* Task statement *
Please filter the listing for the string "this" and copy each matching line.

-- Opening Marker --

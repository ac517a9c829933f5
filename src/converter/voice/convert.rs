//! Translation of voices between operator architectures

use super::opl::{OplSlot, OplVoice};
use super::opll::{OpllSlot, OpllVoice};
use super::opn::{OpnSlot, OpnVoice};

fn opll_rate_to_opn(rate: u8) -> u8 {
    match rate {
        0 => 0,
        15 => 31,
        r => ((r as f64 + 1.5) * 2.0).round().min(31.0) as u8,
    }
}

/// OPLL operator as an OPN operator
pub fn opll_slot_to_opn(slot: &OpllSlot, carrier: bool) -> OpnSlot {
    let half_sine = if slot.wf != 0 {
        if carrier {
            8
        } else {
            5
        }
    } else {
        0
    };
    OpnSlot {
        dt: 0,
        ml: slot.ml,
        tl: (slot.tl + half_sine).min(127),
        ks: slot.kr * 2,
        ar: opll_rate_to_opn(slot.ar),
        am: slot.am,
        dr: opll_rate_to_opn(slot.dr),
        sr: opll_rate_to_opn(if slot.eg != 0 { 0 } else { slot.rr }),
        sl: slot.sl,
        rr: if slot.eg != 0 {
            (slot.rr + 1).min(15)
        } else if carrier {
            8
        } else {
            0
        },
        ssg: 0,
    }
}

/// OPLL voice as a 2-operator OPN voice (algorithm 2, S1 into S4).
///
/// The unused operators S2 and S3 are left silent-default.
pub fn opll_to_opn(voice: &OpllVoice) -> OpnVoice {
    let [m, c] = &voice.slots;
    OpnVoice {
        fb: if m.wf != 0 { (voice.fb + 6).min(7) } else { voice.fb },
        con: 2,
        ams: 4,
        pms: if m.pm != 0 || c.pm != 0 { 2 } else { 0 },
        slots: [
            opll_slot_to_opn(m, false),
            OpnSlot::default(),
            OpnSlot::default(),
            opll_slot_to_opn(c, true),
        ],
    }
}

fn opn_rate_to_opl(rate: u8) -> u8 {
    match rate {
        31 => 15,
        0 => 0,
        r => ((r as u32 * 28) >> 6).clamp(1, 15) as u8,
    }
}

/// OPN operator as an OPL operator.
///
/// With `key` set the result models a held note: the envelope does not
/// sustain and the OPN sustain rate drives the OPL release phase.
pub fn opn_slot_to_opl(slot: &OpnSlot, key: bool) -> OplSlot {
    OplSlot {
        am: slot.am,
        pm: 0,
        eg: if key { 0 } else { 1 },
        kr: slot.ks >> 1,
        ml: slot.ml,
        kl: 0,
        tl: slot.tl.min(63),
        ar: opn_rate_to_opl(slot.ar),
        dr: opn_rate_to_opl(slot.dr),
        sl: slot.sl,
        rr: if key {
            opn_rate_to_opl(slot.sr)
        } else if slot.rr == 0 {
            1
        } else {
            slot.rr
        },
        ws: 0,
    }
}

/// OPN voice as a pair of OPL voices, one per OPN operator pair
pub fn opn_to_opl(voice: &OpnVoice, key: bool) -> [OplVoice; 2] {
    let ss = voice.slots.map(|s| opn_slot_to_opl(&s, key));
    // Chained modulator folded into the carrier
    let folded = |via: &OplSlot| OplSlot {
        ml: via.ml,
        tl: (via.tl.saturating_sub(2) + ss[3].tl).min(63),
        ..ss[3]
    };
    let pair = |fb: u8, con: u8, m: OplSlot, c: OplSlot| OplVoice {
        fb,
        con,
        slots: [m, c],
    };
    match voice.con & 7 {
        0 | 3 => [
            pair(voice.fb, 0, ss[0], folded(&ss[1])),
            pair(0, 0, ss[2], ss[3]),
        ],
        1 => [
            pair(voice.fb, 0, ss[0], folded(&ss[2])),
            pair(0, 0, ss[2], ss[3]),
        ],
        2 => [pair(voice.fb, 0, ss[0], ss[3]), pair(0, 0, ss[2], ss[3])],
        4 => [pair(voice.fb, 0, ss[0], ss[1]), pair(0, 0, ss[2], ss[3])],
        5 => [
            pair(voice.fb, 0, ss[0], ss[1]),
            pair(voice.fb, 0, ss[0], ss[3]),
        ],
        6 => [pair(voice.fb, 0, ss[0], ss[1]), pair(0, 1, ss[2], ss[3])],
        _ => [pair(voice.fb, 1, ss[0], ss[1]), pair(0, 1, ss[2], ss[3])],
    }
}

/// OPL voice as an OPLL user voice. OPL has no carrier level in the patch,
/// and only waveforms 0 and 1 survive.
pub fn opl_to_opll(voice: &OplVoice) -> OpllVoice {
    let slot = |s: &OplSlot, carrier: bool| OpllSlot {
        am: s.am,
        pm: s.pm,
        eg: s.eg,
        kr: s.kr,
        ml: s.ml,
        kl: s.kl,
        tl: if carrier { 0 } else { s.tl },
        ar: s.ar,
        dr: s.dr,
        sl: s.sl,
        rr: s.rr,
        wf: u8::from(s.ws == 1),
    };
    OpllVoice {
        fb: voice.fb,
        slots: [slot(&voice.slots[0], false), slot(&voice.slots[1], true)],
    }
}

-- Closing Marker --
-- Opening Marker --

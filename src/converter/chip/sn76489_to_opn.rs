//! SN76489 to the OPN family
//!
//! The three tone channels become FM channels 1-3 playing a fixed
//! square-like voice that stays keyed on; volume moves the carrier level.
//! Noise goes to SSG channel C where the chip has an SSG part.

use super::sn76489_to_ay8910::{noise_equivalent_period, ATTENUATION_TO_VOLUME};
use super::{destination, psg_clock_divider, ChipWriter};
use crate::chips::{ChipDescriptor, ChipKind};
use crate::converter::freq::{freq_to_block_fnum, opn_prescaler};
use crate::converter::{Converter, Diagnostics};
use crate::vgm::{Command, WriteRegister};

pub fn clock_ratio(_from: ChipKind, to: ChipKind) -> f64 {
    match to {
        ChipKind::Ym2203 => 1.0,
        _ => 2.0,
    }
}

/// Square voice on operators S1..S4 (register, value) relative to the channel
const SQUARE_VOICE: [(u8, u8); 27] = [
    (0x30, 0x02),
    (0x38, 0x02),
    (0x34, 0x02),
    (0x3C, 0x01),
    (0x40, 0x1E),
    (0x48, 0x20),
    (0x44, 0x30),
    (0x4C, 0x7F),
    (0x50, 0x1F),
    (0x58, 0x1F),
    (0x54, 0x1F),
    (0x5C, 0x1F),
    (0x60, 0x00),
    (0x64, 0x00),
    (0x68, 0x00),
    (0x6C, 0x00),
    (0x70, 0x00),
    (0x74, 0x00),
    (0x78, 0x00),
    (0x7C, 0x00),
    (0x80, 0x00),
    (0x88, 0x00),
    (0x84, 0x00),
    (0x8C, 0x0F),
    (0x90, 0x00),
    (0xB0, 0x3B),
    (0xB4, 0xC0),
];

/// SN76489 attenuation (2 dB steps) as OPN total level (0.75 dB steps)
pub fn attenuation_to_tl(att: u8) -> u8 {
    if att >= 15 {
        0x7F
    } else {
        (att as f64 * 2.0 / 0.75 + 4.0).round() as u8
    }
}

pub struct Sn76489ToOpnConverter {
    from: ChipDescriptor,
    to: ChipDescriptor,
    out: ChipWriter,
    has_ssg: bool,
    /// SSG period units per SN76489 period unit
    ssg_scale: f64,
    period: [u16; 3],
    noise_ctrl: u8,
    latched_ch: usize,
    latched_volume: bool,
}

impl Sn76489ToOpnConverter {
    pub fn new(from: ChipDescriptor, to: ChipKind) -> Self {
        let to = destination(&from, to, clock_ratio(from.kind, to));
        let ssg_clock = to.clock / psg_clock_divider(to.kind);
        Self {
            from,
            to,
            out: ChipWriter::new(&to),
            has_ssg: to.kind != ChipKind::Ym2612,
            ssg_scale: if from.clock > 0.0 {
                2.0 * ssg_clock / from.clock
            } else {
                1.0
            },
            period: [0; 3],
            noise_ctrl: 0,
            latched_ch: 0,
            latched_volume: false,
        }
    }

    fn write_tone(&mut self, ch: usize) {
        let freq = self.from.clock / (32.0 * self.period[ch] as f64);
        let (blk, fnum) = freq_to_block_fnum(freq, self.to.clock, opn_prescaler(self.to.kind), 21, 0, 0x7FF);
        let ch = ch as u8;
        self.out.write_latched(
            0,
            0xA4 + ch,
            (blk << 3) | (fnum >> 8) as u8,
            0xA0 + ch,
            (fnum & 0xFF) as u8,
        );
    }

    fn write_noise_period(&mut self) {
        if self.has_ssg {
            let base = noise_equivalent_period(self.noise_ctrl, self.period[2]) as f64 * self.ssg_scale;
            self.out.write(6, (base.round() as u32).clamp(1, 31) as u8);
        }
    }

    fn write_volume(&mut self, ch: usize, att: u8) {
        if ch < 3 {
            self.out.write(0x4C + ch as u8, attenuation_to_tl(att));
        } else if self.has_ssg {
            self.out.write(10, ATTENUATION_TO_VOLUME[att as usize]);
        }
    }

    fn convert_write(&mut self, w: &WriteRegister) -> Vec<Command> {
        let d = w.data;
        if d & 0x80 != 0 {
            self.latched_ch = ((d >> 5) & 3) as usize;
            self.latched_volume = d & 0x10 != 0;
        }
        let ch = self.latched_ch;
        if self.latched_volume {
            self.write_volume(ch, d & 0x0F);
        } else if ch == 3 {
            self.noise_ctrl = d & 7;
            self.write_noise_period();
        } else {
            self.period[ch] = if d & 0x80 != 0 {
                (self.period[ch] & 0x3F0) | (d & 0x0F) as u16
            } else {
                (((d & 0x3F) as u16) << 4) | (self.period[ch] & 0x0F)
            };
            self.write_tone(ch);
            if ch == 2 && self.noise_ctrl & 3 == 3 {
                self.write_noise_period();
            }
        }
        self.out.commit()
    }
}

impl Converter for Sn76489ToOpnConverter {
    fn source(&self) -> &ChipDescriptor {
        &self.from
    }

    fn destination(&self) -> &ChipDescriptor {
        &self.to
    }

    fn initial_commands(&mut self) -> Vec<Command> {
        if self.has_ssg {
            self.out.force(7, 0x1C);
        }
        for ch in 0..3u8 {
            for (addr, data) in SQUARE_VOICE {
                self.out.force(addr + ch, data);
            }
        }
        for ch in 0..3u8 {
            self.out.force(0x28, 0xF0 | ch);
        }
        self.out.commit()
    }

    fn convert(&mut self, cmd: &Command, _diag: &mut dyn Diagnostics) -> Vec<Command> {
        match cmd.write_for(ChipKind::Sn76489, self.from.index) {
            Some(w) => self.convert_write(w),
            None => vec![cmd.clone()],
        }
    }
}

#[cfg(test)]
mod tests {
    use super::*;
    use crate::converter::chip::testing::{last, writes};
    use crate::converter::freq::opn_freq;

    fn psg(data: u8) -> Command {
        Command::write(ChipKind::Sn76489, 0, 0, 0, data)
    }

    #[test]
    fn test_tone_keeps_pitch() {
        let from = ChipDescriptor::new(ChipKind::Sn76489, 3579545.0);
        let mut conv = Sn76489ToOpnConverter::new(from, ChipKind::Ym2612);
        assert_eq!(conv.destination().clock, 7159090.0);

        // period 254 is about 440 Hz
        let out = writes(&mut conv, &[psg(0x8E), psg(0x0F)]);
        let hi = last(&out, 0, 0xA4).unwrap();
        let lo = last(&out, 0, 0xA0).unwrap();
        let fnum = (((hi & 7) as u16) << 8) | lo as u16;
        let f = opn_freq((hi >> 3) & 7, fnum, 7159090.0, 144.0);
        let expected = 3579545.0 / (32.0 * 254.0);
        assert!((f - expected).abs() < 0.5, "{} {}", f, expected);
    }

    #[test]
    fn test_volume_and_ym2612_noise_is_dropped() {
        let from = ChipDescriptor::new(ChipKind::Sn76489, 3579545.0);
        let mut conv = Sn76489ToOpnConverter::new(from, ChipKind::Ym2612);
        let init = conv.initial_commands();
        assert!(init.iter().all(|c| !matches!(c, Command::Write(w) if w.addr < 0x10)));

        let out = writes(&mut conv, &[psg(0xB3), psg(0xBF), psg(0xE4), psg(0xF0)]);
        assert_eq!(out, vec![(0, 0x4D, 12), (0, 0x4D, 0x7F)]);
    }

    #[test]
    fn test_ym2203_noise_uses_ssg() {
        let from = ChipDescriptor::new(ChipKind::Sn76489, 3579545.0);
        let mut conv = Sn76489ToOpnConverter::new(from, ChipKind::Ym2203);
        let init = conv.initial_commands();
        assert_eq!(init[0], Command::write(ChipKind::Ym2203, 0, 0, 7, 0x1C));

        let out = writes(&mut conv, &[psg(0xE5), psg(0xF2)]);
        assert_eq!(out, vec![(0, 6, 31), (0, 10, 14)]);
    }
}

-- Closing Marker --
-- Opening Marker --

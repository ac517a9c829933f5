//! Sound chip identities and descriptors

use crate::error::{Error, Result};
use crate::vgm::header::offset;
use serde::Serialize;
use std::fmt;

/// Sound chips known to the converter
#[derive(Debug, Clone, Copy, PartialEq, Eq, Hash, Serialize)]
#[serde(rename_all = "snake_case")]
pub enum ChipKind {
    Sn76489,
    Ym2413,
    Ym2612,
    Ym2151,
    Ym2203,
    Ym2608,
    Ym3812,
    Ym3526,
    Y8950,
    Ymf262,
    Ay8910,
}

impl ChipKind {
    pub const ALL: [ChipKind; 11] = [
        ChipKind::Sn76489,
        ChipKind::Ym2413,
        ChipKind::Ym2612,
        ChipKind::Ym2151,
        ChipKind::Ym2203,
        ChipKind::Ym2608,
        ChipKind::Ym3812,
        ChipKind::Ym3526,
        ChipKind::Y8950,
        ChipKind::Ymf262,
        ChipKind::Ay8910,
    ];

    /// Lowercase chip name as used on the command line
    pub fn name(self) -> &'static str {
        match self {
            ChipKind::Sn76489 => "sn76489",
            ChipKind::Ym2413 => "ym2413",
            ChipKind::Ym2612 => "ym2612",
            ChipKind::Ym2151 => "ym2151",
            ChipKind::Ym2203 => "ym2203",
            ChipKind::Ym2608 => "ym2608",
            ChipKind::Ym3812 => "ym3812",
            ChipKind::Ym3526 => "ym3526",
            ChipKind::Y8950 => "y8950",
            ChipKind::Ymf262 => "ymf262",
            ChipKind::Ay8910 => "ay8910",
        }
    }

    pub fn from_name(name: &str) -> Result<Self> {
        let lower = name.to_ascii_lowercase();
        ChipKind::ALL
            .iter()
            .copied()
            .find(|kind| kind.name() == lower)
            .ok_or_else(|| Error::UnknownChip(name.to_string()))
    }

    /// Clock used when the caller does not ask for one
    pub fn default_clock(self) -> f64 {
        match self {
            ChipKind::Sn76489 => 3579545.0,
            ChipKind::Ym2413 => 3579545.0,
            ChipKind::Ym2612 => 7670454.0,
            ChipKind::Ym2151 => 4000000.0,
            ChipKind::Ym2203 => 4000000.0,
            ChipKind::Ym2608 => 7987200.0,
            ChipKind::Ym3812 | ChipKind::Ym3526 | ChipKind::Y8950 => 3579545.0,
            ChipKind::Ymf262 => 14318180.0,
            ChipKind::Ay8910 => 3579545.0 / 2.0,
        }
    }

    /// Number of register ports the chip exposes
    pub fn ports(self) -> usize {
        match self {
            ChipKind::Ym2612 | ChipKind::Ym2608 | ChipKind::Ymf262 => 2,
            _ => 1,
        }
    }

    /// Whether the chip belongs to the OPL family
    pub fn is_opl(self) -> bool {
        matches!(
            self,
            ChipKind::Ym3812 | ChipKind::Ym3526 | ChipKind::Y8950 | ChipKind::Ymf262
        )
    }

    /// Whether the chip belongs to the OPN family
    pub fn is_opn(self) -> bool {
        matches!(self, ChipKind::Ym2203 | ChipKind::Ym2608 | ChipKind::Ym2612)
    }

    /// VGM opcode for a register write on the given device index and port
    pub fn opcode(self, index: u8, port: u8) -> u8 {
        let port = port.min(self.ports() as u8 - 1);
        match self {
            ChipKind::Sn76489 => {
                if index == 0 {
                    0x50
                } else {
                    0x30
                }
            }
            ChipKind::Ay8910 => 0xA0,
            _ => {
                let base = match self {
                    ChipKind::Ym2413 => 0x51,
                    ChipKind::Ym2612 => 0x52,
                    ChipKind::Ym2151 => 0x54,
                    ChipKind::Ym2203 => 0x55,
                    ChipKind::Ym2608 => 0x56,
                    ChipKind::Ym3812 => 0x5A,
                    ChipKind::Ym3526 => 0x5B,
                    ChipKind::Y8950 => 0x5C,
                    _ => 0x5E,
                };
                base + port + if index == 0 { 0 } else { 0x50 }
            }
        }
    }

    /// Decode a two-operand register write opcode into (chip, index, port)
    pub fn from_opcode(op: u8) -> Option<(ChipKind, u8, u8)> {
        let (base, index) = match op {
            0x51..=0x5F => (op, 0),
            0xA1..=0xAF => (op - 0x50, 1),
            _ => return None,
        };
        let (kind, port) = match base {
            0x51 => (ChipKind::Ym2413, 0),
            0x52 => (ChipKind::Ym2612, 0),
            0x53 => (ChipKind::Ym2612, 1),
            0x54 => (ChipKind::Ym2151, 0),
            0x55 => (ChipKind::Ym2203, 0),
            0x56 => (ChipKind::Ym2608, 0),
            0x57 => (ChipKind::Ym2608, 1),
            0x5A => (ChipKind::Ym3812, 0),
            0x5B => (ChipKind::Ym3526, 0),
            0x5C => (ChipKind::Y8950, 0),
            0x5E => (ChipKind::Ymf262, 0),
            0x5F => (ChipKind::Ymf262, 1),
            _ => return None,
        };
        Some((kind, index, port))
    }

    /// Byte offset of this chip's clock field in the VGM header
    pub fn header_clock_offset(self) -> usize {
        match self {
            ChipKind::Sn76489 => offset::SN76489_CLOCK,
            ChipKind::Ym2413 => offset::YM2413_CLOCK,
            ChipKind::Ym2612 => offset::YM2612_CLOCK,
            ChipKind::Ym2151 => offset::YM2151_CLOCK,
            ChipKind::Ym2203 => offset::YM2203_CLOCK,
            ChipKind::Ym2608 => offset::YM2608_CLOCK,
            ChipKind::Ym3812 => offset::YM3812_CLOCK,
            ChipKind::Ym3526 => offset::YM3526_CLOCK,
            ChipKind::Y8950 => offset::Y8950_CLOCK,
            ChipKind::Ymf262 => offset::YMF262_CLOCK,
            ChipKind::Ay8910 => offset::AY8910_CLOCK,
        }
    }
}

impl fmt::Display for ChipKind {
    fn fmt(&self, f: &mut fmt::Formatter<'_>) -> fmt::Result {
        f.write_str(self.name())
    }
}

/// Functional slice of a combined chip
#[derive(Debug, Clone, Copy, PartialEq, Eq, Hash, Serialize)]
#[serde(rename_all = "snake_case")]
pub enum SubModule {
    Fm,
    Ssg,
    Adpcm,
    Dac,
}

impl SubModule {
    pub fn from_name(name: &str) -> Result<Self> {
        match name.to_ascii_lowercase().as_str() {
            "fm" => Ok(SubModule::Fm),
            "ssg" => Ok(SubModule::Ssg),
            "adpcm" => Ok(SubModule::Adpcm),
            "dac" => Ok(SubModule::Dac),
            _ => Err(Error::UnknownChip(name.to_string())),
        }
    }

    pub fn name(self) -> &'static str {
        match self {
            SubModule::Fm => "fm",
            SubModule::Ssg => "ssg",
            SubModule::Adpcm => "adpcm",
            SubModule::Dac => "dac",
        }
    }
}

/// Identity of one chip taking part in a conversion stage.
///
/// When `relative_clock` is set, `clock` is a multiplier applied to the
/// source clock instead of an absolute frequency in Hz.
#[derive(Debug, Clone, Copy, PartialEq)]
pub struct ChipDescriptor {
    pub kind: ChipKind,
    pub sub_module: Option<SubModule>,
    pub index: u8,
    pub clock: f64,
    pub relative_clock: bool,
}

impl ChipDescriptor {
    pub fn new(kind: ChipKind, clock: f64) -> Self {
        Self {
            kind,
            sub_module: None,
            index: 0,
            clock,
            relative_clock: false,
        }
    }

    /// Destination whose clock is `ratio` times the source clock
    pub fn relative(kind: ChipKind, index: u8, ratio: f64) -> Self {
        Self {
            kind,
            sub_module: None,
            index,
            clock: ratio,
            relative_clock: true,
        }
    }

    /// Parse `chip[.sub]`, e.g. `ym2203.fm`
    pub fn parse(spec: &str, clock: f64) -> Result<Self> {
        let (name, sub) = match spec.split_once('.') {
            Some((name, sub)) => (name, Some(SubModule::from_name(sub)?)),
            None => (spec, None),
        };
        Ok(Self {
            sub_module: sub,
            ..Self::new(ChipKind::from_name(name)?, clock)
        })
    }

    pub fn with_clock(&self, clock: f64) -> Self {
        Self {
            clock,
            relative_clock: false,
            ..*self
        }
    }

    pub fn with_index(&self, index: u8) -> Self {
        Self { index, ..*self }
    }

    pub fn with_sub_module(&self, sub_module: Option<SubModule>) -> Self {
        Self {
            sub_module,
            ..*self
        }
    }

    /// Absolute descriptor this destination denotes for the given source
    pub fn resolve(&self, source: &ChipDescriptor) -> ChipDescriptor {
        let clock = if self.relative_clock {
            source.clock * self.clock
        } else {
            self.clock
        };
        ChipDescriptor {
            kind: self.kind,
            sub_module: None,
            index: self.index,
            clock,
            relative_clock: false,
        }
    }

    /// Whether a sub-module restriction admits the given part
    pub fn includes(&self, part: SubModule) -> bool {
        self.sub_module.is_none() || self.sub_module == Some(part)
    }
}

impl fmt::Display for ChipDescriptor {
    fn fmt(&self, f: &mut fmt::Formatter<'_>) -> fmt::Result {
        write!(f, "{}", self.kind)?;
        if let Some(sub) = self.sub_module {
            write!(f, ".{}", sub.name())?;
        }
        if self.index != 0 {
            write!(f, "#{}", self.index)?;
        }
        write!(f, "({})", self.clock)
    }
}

-- Closing Marker --

* Solution *
    /// Byte offset of this chip's clock field in the VGM header
    /// Absolute descriptor this destination denotes for the given source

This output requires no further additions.